### What is being asked
Show me each line of the listing below where the word "BusinessRuleViolation" appears.

### Records shown

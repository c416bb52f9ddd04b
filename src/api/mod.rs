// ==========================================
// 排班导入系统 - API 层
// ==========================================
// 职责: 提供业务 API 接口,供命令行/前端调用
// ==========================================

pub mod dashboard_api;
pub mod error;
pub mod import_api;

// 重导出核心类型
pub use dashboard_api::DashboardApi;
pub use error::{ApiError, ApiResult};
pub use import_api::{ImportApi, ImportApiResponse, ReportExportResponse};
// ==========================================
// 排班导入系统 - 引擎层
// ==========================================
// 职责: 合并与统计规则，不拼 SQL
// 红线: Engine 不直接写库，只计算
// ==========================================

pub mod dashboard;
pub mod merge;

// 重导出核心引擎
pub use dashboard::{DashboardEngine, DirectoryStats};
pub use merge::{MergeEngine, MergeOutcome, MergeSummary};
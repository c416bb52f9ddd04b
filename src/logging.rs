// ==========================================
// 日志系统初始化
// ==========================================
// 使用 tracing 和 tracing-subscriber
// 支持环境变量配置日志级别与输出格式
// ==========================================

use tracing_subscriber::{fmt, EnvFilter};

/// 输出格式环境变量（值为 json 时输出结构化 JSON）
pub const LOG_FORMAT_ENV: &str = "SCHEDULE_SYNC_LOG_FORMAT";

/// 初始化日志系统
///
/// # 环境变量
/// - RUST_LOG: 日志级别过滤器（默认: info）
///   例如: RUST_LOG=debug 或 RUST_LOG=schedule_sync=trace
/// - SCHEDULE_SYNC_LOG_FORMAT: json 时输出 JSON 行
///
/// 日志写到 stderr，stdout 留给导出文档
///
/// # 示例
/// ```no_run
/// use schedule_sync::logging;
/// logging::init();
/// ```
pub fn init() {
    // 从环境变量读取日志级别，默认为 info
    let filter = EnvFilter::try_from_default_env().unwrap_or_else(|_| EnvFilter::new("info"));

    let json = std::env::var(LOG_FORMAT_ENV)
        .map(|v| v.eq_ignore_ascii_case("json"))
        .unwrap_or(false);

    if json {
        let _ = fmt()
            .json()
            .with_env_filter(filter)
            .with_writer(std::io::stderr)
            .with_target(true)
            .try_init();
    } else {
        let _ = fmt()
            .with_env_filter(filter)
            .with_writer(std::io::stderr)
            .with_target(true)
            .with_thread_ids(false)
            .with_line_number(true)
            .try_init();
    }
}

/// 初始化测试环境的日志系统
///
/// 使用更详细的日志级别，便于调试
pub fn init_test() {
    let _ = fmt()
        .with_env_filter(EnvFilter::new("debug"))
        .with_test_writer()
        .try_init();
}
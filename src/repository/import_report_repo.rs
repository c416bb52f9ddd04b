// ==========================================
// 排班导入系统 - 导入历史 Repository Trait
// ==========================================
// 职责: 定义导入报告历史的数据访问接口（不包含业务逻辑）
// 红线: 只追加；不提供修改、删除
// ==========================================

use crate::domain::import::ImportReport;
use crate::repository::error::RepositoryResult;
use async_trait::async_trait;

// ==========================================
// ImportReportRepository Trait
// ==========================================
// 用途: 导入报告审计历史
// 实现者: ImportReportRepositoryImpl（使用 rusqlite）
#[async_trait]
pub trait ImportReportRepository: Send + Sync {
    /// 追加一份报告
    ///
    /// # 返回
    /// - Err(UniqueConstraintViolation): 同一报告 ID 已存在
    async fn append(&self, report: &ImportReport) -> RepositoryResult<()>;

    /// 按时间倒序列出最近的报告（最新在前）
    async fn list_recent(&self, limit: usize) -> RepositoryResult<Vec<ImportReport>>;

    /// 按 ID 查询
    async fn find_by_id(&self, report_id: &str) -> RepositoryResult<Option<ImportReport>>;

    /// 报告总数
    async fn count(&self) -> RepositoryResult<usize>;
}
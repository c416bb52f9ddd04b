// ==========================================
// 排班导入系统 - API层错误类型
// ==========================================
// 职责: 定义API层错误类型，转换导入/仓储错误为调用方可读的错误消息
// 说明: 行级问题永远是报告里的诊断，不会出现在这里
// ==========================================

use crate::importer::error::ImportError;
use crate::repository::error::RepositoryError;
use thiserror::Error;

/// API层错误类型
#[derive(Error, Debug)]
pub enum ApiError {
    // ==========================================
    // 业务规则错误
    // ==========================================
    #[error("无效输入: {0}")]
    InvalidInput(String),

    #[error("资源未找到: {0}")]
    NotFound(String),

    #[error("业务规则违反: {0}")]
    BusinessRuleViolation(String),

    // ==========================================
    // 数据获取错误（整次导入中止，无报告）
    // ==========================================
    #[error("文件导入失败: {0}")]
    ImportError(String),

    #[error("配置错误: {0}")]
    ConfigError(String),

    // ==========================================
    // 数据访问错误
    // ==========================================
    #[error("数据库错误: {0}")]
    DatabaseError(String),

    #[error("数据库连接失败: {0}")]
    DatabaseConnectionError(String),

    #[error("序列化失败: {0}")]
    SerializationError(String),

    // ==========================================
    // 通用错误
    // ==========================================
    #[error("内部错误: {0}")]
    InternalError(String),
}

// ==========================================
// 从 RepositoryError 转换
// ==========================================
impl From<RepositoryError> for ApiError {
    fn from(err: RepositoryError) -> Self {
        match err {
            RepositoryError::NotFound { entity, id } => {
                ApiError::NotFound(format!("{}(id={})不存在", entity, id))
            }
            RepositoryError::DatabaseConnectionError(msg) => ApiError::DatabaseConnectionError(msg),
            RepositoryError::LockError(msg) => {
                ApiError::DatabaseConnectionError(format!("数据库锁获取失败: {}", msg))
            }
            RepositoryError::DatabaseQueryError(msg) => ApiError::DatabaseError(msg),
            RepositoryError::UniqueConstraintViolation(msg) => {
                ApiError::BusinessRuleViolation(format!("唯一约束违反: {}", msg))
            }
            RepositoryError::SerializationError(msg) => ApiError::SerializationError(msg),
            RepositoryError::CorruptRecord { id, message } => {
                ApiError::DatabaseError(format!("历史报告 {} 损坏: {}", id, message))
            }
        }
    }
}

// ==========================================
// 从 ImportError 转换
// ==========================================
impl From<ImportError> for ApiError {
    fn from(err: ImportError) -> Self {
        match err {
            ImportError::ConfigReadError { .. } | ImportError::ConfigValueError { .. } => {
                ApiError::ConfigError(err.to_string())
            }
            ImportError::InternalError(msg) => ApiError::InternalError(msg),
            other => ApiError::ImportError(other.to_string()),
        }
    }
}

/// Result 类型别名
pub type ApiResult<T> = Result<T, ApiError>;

### Final answer
    BusinessRuleViolation(String),
                ApiError::BusinessRuleViolation(format!("唯一约束违反: {}", msg))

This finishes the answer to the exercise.